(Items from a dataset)
┄┄┄┄┄┄┄┄┄┄

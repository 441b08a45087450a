use chrono::{DateTime, Datelike, Duration, NaiveDate, Utc};
use chrono_tz::Tz;

/// Converts a UTC instant to the calendar date observed in `tz`.
///
/// This is the single source of truth for day boundaries (login streaks,
/// month-to-date windows). Never compare raw 24h spans for calendar logic.
pub fn local_date(instant: DateTime<Utc>, tz: Tz) -> NaiveDate {
    instant.with_timezone(&tz).date_naive()
}

/// Whole calendar days from `earlier` to `later` (negative if reversed).
pub fn calendar_days_between(earlier: NaiveDate, later: NaiveDate) -> i64 {
    (later - earlier).num_days()
}

/// First day of the month containing `date`.
pub fn start_of_month(date: NaiveDate) -> NaiveDate {
    date.with_day(1).unwrap_or(date)
}

/// Inclusive window covering the seven calendar days ending on `today`.
pub fn trailing_week(today: NaiveDate) -> (NaiveDate, NaiveDate) {
    (today - Duration::days(6), today)
}

/// Inclusive window from the first of the month up to `today`.
pub fn month_to_date(today: NaiveDate) -> (NaiveDate, NaiveDate) {
    (start_of_month(today), today)
}

/// Whether `instant` is at least `days` whole days before `now`.
pub fn is_older_than(instant: DateTime<Utc>, now: DateTime<Utc>, days: i64) -> bool {
    now.signed_duration_since(instant) >= Duration::days(days)
}

#[cfg(test)]
mod tests {
    use super::*;
    use chrono::TimeZone;

    #[test]
    fn test_local_date_respects_timezone() {
        // 03:00 UTC is still the previous evening in New York
        let instant = Utc.with_ymd_and_hms(2024, 3, 10, 3, 0, 0).unwrap();
        assert_eq!(
            local_date(instant, chrono_tz::UTC),
            NaiveDate::from_ymd_opt(2024, 3, 10).unwrap()
        );
        assert_eq!(
            local_date(instant, chrono_tz::America::New_York),
            NaiveDate::from_ymd_opt(2024, 3, 9).unwrap()
        );
    }

    #[test]
    fn test_windows() {
        let today = NaiveDate::from_ymd_opt(2024, 5, 17).unwrap();
        assert_eq!(
            month_to_date(today),
            (NaiveDate::from_ymd_opt(2024, 5, 1).unwrap(), today)
        );
        assert_eq!(
            trailing_week(today),
            (NaiveDate::from_ymd_opt(2024, 5, 11).unwrap(), today)
        );
    }

    #[test]
    fn test_trailing_week_spans_seven_dates() {
        let today = NaiveDate::from_ymd_opt(2024, 5, 20).unwrap();
        let (start, end) = trailing_week(today);
        assert_eq!(calendar_days_between(start, end) + 1, 7);
        assert_eq!(start, NaiveDate::from_ymd_opt(2024, 5, 14).unwrap());
    }

    #[test]
    fn test_calendar_days_between_ignores_time_of_day() {
        let late = Utc.with_ymd_and_hms(2024, 1, 1, 23, 59, 0).unwrap();
        let early = Utc.with_ymd_and_hms(2024, 1, 2, 0, 1, 0).unwrap();
        let days = calendar_days_between(
            local_date(late, chrono_tz::UTC),
            local_date(early, chrono_tz::UTC),
        );
        assert_eq!(days, 1);
    }

    #[test]
    fn test_is_older_than() {
        let now = Utc.with_ymd_and_hms(2024, 2, 1, 12, 0, 0).unwrap();
        assert!(is_older_than(now - Duration::days(30), now, 30));
        assert!(!is_older_than(now - Duration::days(29), now, 30));
    }
}
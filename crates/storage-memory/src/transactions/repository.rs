//! Transaction repository implementation.

use std::sync::atomic::{AtomicU64, Ordering};
use std::sync::Arc;

use chrono::NaiveDate;
use log::debug;

use finsight_core::guardrails::{Transaction, TransactionRepositoryTrait};
use finsight_core::Result;

use super::model::TransactionRow;
use crate::errors::{IntoCore, StorageError};
use crate::store::MemoryStore;

pub struct TransactionRepository {
    store: Arc<MemoryStore>,
    next_id: AtomicU64,
}

impl TransactionRepository {
    pub fn new(store: Arc<MemoryStore>) -> Self {
        Self {
            store,
            next_id: AtomicU64::new(1),
        }
    }

    fn load_rows(&self, user_id: &str) -> std::result::Result<Vec<TransactionRow>, StorageError> {
        Ok(self
            .store
            .transactions
            .get::<Vec<TransactionRow>>(user_id)?
            .unwrap_or_default())
    }

    /// Every stored transaction of `user_id`, ordered by date.
    pub fn list(&self, user_id: &str) -> Result<Vec<Transaction>> {
        self.load_rows(user_id)
            .and_then(|rows| rows.into_iter().map(Transaction::try_from).collect())
            .into_core()
    }
}

impl TransactionRepositoryTrait for TransactionRepository {
    fn fetch_transactions(
        &self,
        user_id: &str,
        start: NaiveDate,
        end: NaiveDate,
    ) -> Result<Vec<Transaction>> {
        let rows = self.load_rows(user_id).into_core()?;
        rows.into_iter()
            .filter(|row| row.date >= start && row.date <= end)
            .map(Transaction::try_from)
            .collect::<std::result::Result<Vec<_>, _>>()
            .into_core()
    }

    fn insert_transaction(&self, user_id: &str, transaction: Transaction) -> Result<()> {
        let id = match &transaction.id {
            Some(id) => id.clone(),
            None => format!("txn-{}", self.next_id.fetch_add(1, Ordering::Relaxed)),
        };
        let mut rows = self.load_rows(user_id).into_core()?;
        let row = TransactionRow::from_domain(id, transaction);
        // Stable insert keeps same-day transactions in arrival order.
        let position = rows.partition_point(|existing| existing.date <= row.date);
        debug!("Storing transaction {} for user {}", row.id, user_id);
        rows.insert(position, row);
        self.store.transactions.put(user_id, &rows).into_core()
    }
}

#[cfg(test)]
mod tests {
    use super::*;
    use rust_decimal_macros::dec;

    fn date(day: u32) -> NaiveDate {
        NaiveDate::from_ymd_opt(2024, 5, day).unwrap()
    }

    #[test]
    fn test_fetch_is_inclusive_and_date_ordered() {
        let repo = TransactionRepository::new(Arc::new(MemoryStore::new()));
        repo.insert_transaction("u1", Transaction::expense("Dining", dec!(-30), date(20)))
            .unwrap();
        repo.insert_transaction("u1", Transaction::expense("Dining", dec!(-10), date(1)))
            .unwrap();
        repo.insert_transaction("u1", Transaction::expense("Rent", dec!(-900), date(13)))
            .unwrap();

        let window = repo.fetch_transactions("u1", date(1), date(13)).unwrap();
        let amounts: Vec<_> = window.iter().map(|t| t.amount).collect();
        assert_eq!(amounts, vec![dec!(-10), dec!(-900)]);

        assert_eq!(repo.list("u1").unwrap().len(), 3);
        assert!(repo.fetch_transactions("u2", date(1), date(31)).unwrap().is_empty());
    }

    #[test]
    fn test_ids_are_assigned_when_missing() {
        let repo = TransactionRepository::new(Arc::new(MemoryStore::new()));
        let mut named = Transaction::expense("Dining", dec!(-5), date(2));
        named.id = Some("bank-77".to_string());
        repo.insert_transaction("u1", named).unwrap();
        repo.insert_transaction("u1", Transaction::expense("Dining", dec!(-6), date(3)))
            .unwrap();

        let ids: Vec<_> = repo
            .list("u1")
            .unwrap()
            .into_iter()
            .filter_map(|t| t.id)
            .collect();
        assert_eq!(ids, vec!["bank-77".to_string(), "txn-1".to_string()]);
    }
}
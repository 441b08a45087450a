//! Notification domain models.

use chrono::{DateTime, Utc};
use serde::{Deserialize, Serialize};
use serde_json::Value;

/// Kind of event a notification reports.
#[derive(Debug, Clone, Copy, PartialEq, Eq, Hash, Serialize, Deserialize)]
#[serde(rename_all = "snake_case")]
pub enum NotificationType {
    Achievement,
    PaymentReminder,
    GoalProgress,
    FinancialSummary,
    SavingsMilestone,
    SpendingAlert,
    System,
}

impl NotificationType {
    pub fn as_str(&self) -> &'static str {
        match self {
            NotificationType::Achievement => "achievement",
            NotificationType::PaymentReminder => "payment_reminder",
            NotificationType::GoalProgress => "goal_progress",
            NotificationType::FinancialSummary => "financial_summary",
            NotificationType::SavingsMilestone => "savings_milestone",
            NotificationType::SpendingAlert => "spending_alert",
            NotificationType::System => "system",
        }
    }
}

impl std::fmt::Display for NotificationType {
    fn fmt(&self, f: &mut std::fmt::Formatter<'_>) -> std::fmt::Result {
        write!(f, "{}", self.as_str())
    }
}

/// Ordered from lowest to highest.
#[derive(Debug, Clone, Copy, PartialEq, Eq, PartialOrd, Ord, Hash, Serialize, Deserialize)]
#[serde(rename_all = "snake_case")]
#[derive(Default)]
pub enum NotificationPriority {
    Low,
    #[default]
    Medium,
    High,
    Urgent,
}

impl NotificationPriority {
    pub fn as_str(&self) -> &'static str {
        match self {
            NotificationPriority::Low => "low",
            NotificationPriority::Medium => "medium",
            NotificationPriority::High => "high",
            NotificationPriority::Urgent => "urgent",
        }
    }
}

/// Independent delivery flags.
#[derive(Debug, Clone, Copy, PartialEq, Eq, Serialize, Deserialize)]
#[serde(rename_all = "camelCase")]
pub struct NotificationChannels {
    pub show_in_app: bool,
    pub send_email: bool,
    pub send_push: bool,
}

impl Default for NotificationChannels {
    fn default() -> Self {
        Self {
            show_in_app: true,
            send_email: false,
            send_push: false,
        }
    }
}

impl NotificationChannels {
    fn with(send_email: bool, send_push: bool) -> Self {
        Self {
            show_in_app: true,
            send_email,
            send_push,
        }
    }
}

/// Out-of-app delivery channel served by a transport.
#[derive(Debug, Clone, Copy, PartialEq, Eq, Hash, Serialize, Deserialize)]
#[serde(rename_all = "snake_case")]
pub enum DeliveryChannel {
    Email,
    Push,
}

impl DeliveryChannel {
    pub fn as_str(&self) -> &'static str {
        match self {
            DeliveryChannel::Email => "email",
            DeliveryChannel::Push => "push",
        }
    }
}

impl std::fmt::Display for DeliveryChannel {
    fn fmt(&self, f: &mut std::fmt::Formatter<'_>) -> std::fmt::Result {
        write!(f, "{}", self.as_str())
    }
}

/// A stored alerting event.
///
/// Only `read` and `dismissed` change after creation.
#[derive(Debug, Clone, PartialEq, Serialize, Deserialize)]
#[serde(rename_all = "camelCase")]
pub struct Notification {
    pub id: String,
    pub user_id: String,
    #[serde(rename = "type")]
    pub notification_type: NotificationType,
    pub title: String,
    pub message: String,
    pub priority: NotificationPriority,
    pub payload: Value,
    pub channels: NotificationChannels,
    pub read: bool,
    pub dismissed: bool,
    pub created_at: DateTime<Utc>,
}

/// Input model for creating a notification.
///
/// Unset `priority` and `channels` fall back to medium / in-app only.
#[derive(Debug, Clone, PartialEq, Serialize, Deserialize)]
#[serde(rename_all = "camelCase")]
pub struct NewNotification {
    #[serde(rename = "type")]
    pub notification_type: NotificationType,
    pub title: String,
    pub message: String,
    pub priority: Option<NotificationPriority>,
    pub payload: Option<Value>,
    pub channels: Option<NotificationChannels>,
}

impl NewNotification {
    pub fn new(
        notification_type: NotificationType,
        title: impl Into<String>,
        message: impl Into<String>,
    ) -> Self {
        Self {
            notification_type,
            title: title.into(),
            message: message.into(),
            priority: None,
            payload: None,
            channels: None,
        }
    }

    fn typed(
        notification_type: NotificationType,
        priority: NotificationPriority,
        send_email: bool,
        send_push: bool,
        title: impl Into<String>,
        message: impl Into<String>,
        payload: Value,
    ) -> Self {
        Self {
            notification_type,
            title: title.into(),
            message: message.into(),
            priority: Some(priority),
            payload: Some(payload),
            channels: Some(NotificationChannels::with(send_email, send_push)),
        }
    }

    /// Medium priority, in-app only.
    pub fn achievement(
        title: impl Into<String>,
        message: impl Into<String>,
        payload: Value,
    ) -> Self {
        Self::typed(
            NotificationType::Achievement,
            NotificationPriority::Medium,
            false,
            false,
            title,
            message,
            payload,
        )
    }

    /// High priority, emailed.
    pub fn payment_reminder(
        title: impl Into<String>,
        message: impl Into<String>,
        payload: Value,
    ) -> Self {
        Self::typed(
            NotificationType::PaymentReminder,
            NotificationPriority::High,
            true,
            false,
            title,
            message,
            payload,
        )
    }

    /// Medium priority, in-app only.
    pub fn goal_progress(
        title: impl Into<String>,
        message: impl Into<String>,
        payload: Value,
    ) -> Self {
        Self::typed(
            NotificationType::GoalProgress,
            NotificationPriority::Medium,
            false,
            false,
            title,
            message,
            payload,
        )
    }

    /// Low priority, emailed.
    pub fn financial_summary(
        title: impl Into<String>,
        message: impl Into<String>,
        payload: Value,
    ) -> Self {
        Self::typed(
            NotificationType::FinancialSummary,
            NotificationPriority::Low,
            true,
            false,
            title,
            message,
            payload,
        )
    }

    /// High priority, pushed.
    pub fn spending_alert(
        title: impl Into<String>,
        message: impl Into<String>,
        payload: Value,
    ) -> Self {
        Self::typed(
            NotificationType::SpendingAlert,
            NotificationPriority::High,
            false,
            true,
            title,
            message,
            payload,
        )
    }

    /// Medium priority, emailed.
    pub fn savings_milestone(
        title: impl Into<String>,
        message: impl Into<String>,
        payload: Value,
    ) -> Self {
        Self::typed(
            NotificationType::SavingsMilestone,
            NotificationPriority::Medium,
            true,
            false,
            title,
            message,
            payload,
        )
    }

    /// Low priority, in-app only.
    pub fn system(title: impl Into<String>, message: impl Into<String>, payload: Value) -> Self {
        Self::typed(
            NotificationType::System,
            NotificationPriority::Low,
            false,
            false,
            title,
            message,
            payload,
        )
    }

    pub fn with_priority(mut self, priority: NotificationPriority) -> Self {
        self.priority = Some(priority);
        self
    }

    /// Overrides the email flag, keeping the other channel flags.
    pub fn with_email(mut self, send_email: bool) -> Self {
        let mut channels = self.channels.unwrap_or_default();
        channels.send_email = send_email;
        self.channels = Some(channels);
        self
    }

    /// Overrides the push flag, keeping the other channel flags.
    pub fn with_push(mut self, send_push: bool) -> Self {
        let mut channels = self.channels.unwrap_or_default();
        channels.send_push = send_push;
        self.channels = Some(channels);
        self
    }

    /// Materializes a stored notification, applying defaults.
    pub fn into_notification(
        self,
        id: String,
        user_id: &str,
        created_at: DateTime<Utc>,
    ) -> Notification {
        Notification {
            id,
            user_id: user_id.to_string(),
            notification_type: self.notification_type,
            title: self.title,
            message: self.message,
            priority: self.priority.unwrap_or_default(),
            payload: self.payload.unwrap_or(Value::Null),
            channels: self.channels.unwrap_or_default(),
            read: false,
            dismissed: false,
            created_at,
        }
    }
}
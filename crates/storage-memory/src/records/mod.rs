//! Financial records kept per user and the snapshot source built on them.

mod model;
mod repository;
mod snapshot;

pub use model::{
    BudgetRecord, DebtRecord, FinancialRecords, GoalRecord, IncomeEntry, InvestmentRecord,
};
pub use repository::FinancialRecordsRepository;
pub use snapshot::StoredSnapshotSource;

┄┄┄┄┄┄┄┄┄┄

For the entries above, say how many lines contain the word "read", giving the number alone.

3